Throughout the material below, count the lines that include the string "LedgerMovement", then report only the resulting number.

(PROVIDED RECORDS begins)

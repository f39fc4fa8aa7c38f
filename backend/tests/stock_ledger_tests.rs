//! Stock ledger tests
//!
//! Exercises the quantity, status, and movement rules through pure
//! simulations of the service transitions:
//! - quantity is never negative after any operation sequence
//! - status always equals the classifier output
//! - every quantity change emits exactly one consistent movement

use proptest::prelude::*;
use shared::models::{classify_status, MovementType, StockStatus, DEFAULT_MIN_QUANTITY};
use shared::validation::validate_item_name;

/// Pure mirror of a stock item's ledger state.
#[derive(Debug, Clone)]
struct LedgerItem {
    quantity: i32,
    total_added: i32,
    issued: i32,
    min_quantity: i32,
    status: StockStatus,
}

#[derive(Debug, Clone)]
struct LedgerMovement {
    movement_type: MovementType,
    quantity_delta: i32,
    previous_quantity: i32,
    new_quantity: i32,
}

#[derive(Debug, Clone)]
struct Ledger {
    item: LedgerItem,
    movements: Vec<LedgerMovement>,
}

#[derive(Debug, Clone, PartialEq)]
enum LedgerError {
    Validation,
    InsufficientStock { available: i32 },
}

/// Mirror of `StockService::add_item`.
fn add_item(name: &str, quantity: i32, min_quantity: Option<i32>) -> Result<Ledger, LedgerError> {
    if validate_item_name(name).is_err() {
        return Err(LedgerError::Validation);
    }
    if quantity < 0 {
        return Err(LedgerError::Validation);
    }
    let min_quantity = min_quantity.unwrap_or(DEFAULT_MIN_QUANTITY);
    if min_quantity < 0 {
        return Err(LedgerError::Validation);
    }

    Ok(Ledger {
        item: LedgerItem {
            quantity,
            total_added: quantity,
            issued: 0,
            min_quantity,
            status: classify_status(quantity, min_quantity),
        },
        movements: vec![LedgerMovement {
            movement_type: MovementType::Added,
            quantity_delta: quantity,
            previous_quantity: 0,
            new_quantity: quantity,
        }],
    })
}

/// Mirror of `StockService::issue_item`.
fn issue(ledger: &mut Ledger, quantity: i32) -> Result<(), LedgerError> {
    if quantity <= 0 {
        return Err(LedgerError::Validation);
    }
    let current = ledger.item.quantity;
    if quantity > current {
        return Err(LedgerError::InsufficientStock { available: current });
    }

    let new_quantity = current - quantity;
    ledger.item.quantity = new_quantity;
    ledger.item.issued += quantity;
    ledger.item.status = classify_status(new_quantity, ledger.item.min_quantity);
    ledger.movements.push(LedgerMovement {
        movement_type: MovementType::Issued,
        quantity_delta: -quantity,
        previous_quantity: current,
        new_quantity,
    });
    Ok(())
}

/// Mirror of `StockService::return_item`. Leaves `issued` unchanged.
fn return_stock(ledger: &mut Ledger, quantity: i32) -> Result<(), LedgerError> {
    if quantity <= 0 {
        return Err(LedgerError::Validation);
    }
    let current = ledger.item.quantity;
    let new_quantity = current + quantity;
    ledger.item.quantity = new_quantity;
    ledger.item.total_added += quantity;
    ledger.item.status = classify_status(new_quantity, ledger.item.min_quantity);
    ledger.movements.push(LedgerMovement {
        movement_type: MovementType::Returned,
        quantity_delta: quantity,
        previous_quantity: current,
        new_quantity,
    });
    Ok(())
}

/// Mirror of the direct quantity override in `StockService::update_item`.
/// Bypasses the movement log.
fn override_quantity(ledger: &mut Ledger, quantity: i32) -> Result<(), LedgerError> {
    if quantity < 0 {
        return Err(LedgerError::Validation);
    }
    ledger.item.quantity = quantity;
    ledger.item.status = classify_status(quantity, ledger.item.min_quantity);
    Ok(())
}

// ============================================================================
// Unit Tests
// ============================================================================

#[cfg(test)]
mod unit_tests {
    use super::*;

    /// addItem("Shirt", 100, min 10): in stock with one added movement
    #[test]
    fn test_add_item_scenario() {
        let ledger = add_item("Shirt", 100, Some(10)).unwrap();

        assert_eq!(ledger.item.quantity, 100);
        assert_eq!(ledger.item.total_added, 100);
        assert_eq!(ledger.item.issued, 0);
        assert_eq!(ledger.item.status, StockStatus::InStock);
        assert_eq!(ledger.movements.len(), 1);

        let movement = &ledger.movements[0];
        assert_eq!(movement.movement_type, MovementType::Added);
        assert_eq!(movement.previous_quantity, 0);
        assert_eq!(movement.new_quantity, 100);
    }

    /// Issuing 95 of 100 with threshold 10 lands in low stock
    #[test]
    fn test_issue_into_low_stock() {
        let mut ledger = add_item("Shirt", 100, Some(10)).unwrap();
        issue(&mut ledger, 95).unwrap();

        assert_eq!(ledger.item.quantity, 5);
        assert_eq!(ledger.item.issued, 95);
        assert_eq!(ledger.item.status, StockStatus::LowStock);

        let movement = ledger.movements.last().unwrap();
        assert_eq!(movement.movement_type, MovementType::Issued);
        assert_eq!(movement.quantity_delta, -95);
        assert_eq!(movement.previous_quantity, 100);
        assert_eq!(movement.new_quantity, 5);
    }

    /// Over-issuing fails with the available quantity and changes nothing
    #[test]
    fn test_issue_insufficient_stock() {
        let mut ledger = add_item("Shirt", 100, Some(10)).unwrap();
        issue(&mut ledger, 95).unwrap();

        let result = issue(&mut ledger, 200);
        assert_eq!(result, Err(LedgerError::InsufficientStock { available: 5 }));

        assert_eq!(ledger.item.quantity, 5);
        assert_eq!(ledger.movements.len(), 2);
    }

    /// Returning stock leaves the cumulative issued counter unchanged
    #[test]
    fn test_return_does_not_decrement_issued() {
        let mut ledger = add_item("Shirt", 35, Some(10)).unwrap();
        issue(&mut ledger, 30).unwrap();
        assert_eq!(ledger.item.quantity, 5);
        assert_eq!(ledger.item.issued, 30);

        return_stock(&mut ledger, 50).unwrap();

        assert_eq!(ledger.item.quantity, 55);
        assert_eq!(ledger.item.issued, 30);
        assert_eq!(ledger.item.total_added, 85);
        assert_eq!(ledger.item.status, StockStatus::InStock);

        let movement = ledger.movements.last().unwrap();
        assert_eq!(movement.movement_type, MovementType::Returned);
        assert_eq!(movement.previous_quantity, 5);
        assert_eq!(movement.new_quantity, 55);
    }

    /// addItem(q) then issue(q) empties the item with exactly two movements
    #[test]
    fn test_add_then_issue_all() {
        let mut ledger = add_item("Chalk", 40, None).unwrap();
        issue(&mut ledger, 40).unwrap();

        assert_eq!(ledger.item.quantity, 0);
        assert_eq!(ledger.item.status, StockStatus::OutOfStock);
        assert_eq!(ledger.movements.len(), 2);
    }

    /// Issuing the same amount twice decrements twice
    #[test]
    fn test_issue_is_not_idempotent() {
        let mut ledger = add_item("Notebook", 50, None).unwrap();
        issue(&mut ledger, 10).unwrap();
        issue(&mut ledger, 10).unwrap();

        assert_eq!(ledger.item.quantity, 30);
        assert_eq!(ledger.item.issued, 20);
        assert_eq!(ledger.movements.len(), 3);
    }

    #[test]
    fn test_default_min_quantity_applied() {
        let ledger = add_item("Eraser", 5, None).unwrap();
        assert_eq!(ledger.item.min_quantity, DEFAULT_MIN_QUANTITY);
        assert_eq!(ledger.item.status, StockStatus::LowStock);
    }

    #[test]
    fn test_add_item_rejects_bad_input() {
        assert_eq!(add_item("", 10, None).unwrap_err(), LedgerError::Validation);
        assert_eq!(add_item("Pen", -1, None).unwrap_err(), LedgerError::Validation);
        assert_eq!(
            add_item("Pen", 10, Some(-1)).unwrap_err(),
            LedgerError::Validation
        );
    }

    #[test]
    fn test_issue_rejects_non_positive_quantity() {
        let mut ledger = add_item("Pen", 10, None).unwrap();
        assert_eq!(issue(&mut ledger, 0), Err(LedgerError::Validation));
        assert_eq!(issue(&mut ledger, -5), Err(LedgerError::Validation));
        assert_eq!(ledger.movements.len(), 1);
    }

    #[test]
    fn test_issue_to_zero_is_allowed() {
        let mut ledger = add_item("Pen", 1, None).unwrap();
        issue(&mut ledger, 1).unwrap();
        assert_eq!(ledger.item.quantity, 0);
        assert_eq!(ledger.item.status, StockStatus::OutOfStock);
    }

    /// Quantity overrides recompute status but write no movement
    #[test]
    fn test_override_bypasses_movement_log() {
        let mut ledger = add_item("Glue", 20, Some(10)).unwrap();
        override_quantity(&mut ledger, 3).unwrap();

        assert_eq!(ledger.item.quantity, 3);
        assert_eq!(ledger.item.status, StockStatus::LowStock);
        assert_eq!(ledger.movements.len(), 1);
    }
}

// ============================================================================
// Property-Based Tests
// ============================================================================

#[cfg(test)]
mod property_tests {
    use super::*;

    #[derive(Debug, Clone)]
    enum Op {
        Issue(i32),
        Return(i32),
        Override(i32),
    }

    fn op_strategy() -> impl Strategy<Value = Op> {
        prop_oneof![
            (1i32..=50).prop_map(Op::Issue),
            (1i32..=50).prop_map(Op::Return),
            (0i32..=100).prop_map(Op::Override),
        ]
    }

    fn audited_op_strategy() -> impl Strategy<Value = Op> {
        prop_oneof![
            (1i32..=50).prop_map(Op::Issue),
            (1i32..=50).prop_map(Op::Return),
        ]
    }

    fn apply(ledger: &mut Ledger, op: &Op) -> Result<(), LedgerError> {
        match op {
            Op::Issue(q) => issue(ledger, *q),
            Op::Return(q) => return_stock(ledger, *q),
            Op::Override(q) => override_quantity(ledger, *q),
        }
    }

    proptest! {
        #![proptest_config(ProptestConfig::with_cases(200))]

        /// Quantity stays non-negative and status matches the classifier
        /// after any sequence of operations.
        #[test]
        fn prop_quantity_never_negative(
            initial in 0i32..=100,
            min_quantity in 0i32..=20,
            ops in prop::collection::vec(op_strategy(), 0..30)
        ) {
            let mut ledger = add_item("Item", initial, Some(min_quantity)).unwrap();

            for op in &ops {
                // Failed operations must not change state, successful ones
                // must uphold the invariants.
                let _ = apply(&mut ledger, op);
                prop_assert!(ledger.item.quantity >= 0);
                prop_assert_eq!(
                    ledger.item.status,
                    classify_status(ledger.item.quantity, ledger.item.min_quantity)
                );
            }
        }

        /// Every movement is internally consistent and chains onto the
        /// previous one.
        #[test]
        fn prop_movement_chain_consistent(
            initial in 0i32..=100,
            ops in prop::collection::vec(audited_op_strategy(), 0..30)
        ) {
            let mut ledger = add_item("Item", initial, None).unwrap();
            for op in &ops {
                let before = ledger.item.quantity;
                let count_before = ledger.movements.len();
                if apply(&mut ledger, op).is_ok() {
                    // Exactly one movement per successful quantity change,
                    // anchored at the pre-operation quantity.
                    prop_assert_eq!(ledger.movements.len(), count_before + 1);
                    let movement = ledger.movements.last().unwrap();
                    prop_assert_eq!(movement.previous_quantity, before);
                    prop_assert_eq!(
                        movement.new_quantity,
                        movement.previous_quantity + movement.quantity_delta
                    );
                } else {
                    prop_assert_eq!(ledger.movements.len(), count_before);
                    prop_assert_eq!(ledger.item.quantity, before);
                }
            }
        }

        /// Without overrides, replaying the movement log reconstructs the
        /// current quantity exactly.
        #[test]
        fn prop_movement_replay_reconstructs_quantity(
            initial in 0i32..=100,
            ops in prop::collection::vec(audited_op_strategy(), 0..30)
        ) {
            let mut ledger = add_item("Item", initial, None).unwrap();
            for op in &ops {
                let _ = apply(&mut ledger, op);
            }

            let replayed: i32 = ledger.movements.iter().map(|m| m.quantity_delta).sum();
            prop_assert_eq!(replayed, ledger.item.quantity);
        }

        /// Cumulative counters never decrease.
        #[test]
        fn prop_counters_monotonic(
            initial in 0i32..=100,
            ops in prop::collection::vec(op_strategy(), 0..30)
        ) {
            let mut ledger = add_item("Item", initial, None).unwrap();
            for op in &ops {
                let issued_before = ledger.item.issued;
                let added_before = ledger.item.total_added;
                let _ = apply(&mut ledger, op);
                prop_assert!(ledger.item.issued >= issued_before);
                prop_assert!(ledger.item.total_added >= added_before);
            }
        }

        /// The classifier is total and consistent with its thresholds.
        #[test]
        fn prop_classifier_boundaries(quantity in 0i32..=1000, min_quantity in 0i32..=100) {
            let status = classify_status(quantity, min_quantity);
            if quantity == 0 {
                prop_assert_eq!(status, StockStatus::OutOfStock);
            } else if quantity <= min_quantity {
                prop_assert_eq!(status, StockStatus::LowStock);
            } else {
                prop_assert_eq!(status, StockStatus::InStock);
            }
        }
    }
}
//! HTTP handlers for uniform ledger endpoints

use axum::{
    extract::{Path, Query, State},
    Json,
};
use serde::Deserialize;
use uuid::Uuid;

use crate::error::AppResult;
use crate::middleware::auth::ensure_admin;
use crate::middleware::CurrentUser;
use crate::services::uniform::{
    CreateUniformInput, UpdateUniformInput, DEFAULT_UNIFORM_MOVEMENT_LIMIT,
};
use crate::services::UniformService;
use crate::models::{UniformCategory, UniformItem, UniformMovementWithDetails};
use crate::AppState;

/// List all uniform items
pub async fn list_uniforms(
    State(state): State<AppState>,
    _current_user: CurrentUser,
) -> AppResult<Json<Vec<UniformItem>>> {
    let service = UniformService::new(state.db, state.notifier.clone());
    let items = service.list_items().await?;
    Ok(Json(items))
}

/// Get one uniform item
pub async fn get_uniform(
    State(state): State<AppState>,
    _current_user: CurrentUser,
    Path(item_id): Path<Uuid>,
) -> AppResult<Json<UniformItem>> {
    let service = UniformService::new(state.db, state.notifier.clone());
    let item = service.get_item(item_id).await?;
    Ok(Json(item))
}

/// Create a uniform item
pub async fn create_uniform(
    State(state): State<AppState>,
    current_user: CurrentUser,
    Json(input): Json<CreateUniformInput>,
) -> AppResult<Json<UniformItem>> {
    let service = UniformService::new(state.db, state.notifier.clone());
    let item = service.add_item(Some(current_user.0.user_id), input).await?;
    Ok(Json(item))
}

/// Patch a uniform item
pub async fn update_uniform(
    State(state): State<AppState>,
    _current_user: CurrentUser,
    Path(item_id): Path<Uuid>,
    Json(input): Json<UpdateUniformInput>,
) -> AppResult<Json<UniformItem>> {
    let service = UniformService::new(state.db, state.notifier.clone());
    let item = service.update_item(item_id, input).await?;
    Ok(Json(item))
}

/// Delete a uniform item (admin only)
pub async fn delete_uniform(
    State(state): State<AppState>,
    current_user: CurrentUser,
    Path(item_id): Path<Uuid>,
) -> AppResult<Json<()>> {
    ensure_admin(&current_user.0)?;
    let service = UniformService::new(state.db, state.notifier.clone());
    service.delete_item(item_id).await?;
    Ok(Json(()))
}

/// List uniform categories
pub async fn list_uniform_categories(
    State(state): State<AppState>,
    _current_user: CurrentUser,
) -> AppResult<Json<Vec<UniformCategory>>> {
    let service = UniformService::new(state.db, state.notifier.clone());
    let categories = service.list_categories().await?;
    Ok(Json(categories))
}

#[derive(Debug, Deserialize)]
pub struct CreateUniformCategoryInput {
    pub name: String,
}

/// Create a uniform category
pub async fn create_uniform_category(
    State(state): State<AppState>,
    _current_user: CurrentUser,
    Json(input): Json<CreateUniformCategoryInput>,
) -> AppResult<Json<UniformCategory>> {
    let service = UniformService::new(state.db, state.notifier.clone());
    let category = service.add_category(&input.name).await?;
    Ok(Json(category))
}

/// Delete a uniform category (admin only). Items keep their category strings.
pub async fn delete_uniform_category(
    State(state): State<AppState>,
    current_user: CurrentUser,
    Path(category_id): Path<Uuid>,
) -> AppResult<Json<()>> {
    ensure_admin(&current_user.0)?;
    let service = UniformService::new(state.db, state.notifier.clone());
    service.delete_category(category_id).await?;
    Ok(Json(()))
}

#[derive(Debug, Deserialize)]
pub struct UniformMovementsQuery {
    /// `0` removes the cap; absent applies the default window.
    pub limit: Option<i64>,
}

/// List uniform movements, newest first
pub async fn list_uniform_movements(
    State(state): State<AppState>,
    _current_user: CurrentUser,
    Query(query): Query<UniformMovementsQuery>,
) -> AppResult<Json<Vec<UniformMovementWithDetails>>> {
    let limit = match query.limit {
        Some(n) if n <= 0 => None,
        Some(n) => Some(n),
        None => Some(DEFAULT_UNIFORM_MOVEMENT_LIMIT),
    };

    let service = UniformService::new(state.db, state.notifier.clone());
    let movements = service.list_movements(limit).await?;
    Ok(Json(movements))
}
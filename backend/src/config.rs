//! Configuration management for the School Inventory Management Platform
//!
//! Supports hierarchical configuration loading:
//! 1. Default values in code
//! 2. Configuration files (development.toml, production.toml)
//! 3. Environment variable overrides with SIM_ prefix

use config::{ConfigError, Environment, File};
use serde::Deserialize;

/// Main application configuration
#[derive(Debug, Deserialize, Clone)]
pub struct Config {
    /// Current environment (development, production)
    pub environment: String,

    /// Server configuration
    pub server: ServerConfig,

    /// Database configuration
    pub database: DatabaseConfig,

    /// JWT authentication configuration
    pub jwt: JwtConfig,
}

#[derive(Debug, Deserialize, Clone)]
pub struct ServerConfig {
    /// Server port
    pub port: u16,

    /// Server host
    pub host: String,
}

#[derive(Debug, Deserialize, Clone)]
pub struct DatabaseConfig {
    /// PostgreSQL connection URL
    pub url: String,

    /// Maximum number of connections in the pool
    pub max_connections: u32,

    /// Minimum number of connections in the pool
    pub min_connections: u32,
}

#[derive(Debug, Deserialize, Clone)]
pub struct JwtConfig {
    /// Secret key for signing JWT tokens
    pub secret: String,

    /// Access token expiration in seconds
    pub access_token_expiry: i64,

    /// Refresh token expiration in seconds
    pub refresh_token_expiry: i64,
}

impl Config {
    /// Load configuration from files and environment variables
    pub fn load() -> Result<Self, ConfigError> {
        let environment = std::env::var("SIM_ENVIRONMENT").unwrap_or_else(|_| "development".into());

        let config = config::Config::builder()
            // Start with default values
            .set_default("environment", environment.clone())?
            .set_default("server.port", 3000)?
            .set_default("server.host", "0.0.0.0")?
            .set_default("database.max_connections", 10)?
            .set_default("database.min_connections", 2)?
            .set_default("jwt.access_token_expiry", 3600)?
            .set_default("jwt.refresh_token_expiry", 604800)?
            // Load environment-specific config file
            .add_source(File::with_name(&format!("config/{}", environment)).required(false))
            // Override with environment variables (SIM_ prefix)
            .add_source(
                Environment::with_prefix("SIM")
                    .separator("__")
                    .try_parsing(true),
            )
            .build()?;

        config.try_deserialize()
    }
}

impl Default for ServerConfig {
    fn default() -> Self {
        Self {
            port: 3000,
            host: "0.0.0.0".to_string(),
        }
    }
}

(PROVIDED RECORDS ends)

**SOLUTION TO THIS EXERCISE**
5